Todo capoeirista que preza a história dessa manifestação, sabe que a capoeira tem um conteúdo político muito forte. Afinal ela surge como uma reação a uma violência a que eram submetidos os povos escravizados vindos de África, aqui no Brasil. A capoeira é antes de mais nada, uma contestação ao sistema escravagista que submetia milhões de homens e mulheres a uma cruel e desumana condição onde não só os trabalhos forçados, mas também a negação de sua cultura, sua religião, seus símbolos, seus modos de vida, era em última instância, a negação de sua própria condição de seres humanos.
Por isso a capoeira foi tão perseguida durante tantos anos. E por isso também foi preciso resistir durante muito tempo para que essa manifestação chegasse até os nossos dias, com o reconhecimento que adquiriu em nossa sociedade atual, com status de “símbolo da cultura brasileira”. Devemos isso aos bravos capoeiras do passado que souberam com suas artimanhas e estratégias, enfrentar o poder para continuar cultivando suas tradições e preservando-as com muita dignidade para as gerações futuras. Isso se constitui numa postura extremamente política.

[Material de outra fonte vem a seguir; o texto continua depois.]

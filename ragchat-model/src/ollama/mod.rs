//! Ollama chat backend.
//!
//! Ollama streams newline-delimited JSON rather than SSE, so the client
//! frames lines by hand over a `reqwest` byte stream and decodes each line
//! with a small, separately testable parser.

mod client;
mod config;
mod wire;

pub use client::OllamaClient;
pub use config::{OllamaConfig, DEFAULT_OLLAMA_HOST};
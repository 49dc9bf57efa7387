//! Embedding provider trait for generating vector embeddings from text.

use async_trait::async_trait;

use crate::error::Result;

/// A provider that generates vector embeddings from text input.
///
/// Implementations wrap a specific embedding backend behind a unified async
/// interface. The default [`embed_batch`](EmbeddingProvider::embed_batch)
/// calls [`embed`](EmbeddingProvider::embed) sequentially in source order;
/// backends with native batching should override it.
///
/// Failures must propagate as
/// [`RagError::Embedding`](crate::RagError::Embedding); substituting a
/// zero-vector would silently corrupt the index ranking.
#[async_trait]
pub trait EmbeddingProvider: Send + Sync {
    /// Generate an embedding vector for a single text input.
    async fn embed(&self, text: &str) -> Result<Vec<f32>>;

    /// Generate embedding vectors for a batch of text inputs.
    async fn embed_batch(&self, texts: &[&str]) -> Result<Vec<Vec<f32>>> {
        let mut results = Vec::with_capacity(texts.len());
        for text in texts {
            results.push(self.embed(text).await?);
        }
        Ok(results)
    }

    /// The dimensionality of embeddings produced by this provider.
    ///
    /// All vectors stored in one collection must share this dimension.
    fn dimensions(&self) -> usize;
}
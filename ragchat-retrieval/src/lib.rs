//! # ragchat-retrieval
//!
//! The retrieval half of the ragchat pipeline: paragraph-aware chunking,
//! embedding generation, vector indexing with similarity search, a
//! keyword-overlap fallback strategy, and the ingestion pipeline that ties
//! them together.
//!
//! ## Overview
//!
//! Ingestion runs `extract pages → chunk → embed → upsert`, tagging every
//! chunk with its provenance (source document, page number, per-document
//! sequence). Retrieval embeds a query and asks the store for the `top_k`
//! nearest chunks by cosine distance, or, with [`KeywordRetriever`], ranks
//! in-memory line chunks by query-word overlap with no embedding step at all.
//!
//! ## Quick start
//!
//! ```rust,ignore
//! use std::sync::Arc;
//! use ragchat_retrieval::{
//!     InMemoryVectorStore, ParagraphChunker, RagConfig, RagPipeline,
//! };
//!
//! let pipeline = RagPipeline::builder()
//!     .config(RagConfig::default())
//!     .embedding_provider(Arc::new(embedder))
//!     .vector_store(Arc::new(InMemoryVectorStore::new()))
//!     .chunker(Arc::new(ParagraphChunker::new(1000, 200)))
//!     .extractor(Arc::new(extractor))
//!     .collection("pdf_chunks")
//!     .build()?;
//!
//! pipeline.ingest_folder("data_pdfs", true).await?;
//! let results = pipeline.query("what does chapter 2 say?").await?;
//! ```

pub mod chunking;
pub mod config;
pub mod document;
pub mod embedding;
pub mod error;
pub mod extract;
pub mod inmemory;
#[cfg(feature = "ollama")]
pub mod ollama;
#[cfg(feature = "pdf")]
pub mod pdf;
pub mod pipeline;
pub mod retriever;
pub mod vectorstore;

pub use chunking::{Chunker, ParagraphChunker};
pub use config::{RagConfig, RagConfigBuilder};
pub use document::{DocumentChunk, SearchResult};
pub use embedding::EmbeddingProvider;
pub use error::{RagError, Result};
pub use extract::{PageExtractor, PageText};
pub use inmemory::InMemoryVectorStore;
#[cfg(feature = "ollama")]
pub use ollama::OllamaEmbeddingProvider;
#[cfg(feature = "pdf")]
pub use pdf::PdfExtractor;
pub use pipeline::{RagPipeline, RagPipelineBuilder};
pub use retriever::{
    format_context, KeywordRetriever, RetrievalStrategy, VectorRetriever, NO_CONTEXT_PLACEHOLDER,
};
pub use vectorstore::VectorStore;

Hoje a capoeira é muito bem vista pelas sociedades de todas as partes do mundo, e muitos são os capoeiristas que sobrevivem dessa arte. Em muitas partes do planeta, essa manifestação virou até um certo “modismo”, mobilizando milhões e milhões de praticantes de todas as faixas etárias, mas sobretudo, atingindo o público predominantemente jovem. E por ter se transformado em “modismo”, muitas vezes esse conteúdo político que está na gênese da capoeira, acaba perdendo espaço e sentido, fazendo com que ela se transforme em mera atividade voltada ao entretenimento e ao cultivo das qualidades físicas e acrobáticas. Se a prática da capoeira se restringe a esses valores, vamos estar formando somente capoeiras alienados, e nada mais !!!

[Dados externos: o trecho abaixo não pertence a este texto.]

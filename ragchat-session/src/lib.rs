//! # ragchat-session
//!
//! Per-client conversation state for the ragchat assistant: ordered message
//! history with a single rewritable system turn, retrieval-augmented prompt
//! assembly, streaming generation, and cooperative mid-stream cancellation.
//!
//! One [`ChatSession`] belongs to one connected client. Sessions are
//! independent of each other and share only the vector index behind their
//! retrieval strategy.

mod session;

pub use session::{
    ChatSession, ChatSessionBuilder, DEFAULT_SYSTEM_INSTRUCTION, RETRIEVAL_UNAVAILABLE,
    STOP_MARKER,
};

Sabemos que a capoeira é muito mais do que isso !!!
O capoeirista que tem postura política é aquele que busca estar sempre “antenado” com o mundo que o rodeia. É aquele que busca desenvolver sua capacidade crítica diante dos fatos que atingem a sociedade da qual faz parte, assumindo uma postura de questionamento e muitas vezes até de enfrentamento, quando necessário. É aquele que não se conforma com as injustiças, com os desmandos dos poderosos, com qualquer tipo de opressão. É aquele que busca sempre se envolver nas questões sociais que o afligem, demonstrando determinação em agir no sentido da transformação dessa realidade. Se envolve em debates e busca sempre ampliar seu conhecimento sobre a situação de sua comunidade, sua cidade, seu país, de sua gente.
Os mestres e professores comprometidos com essa visão crítica que a capoeira pode proporcionar aos seus praticantes, devem estar o tempo todo estimulando isso nos seus grupos, quer seja promovendo debates sobre questões sociais, históricas, étnicas, ecológicas, de gênero, etc…quer seja participando de ações diretamente envolvidas com essas questões ao lado de seus alunos em manifestações públicas, passeatas, mobilizações, ou ainda em articulação com outros movimentos sociais, pois a capoeira é também um movimento social. E tem um potencial de ser tornar um movimento muito forte e atuante, pois agrega milhões de pessoas no mundo todo.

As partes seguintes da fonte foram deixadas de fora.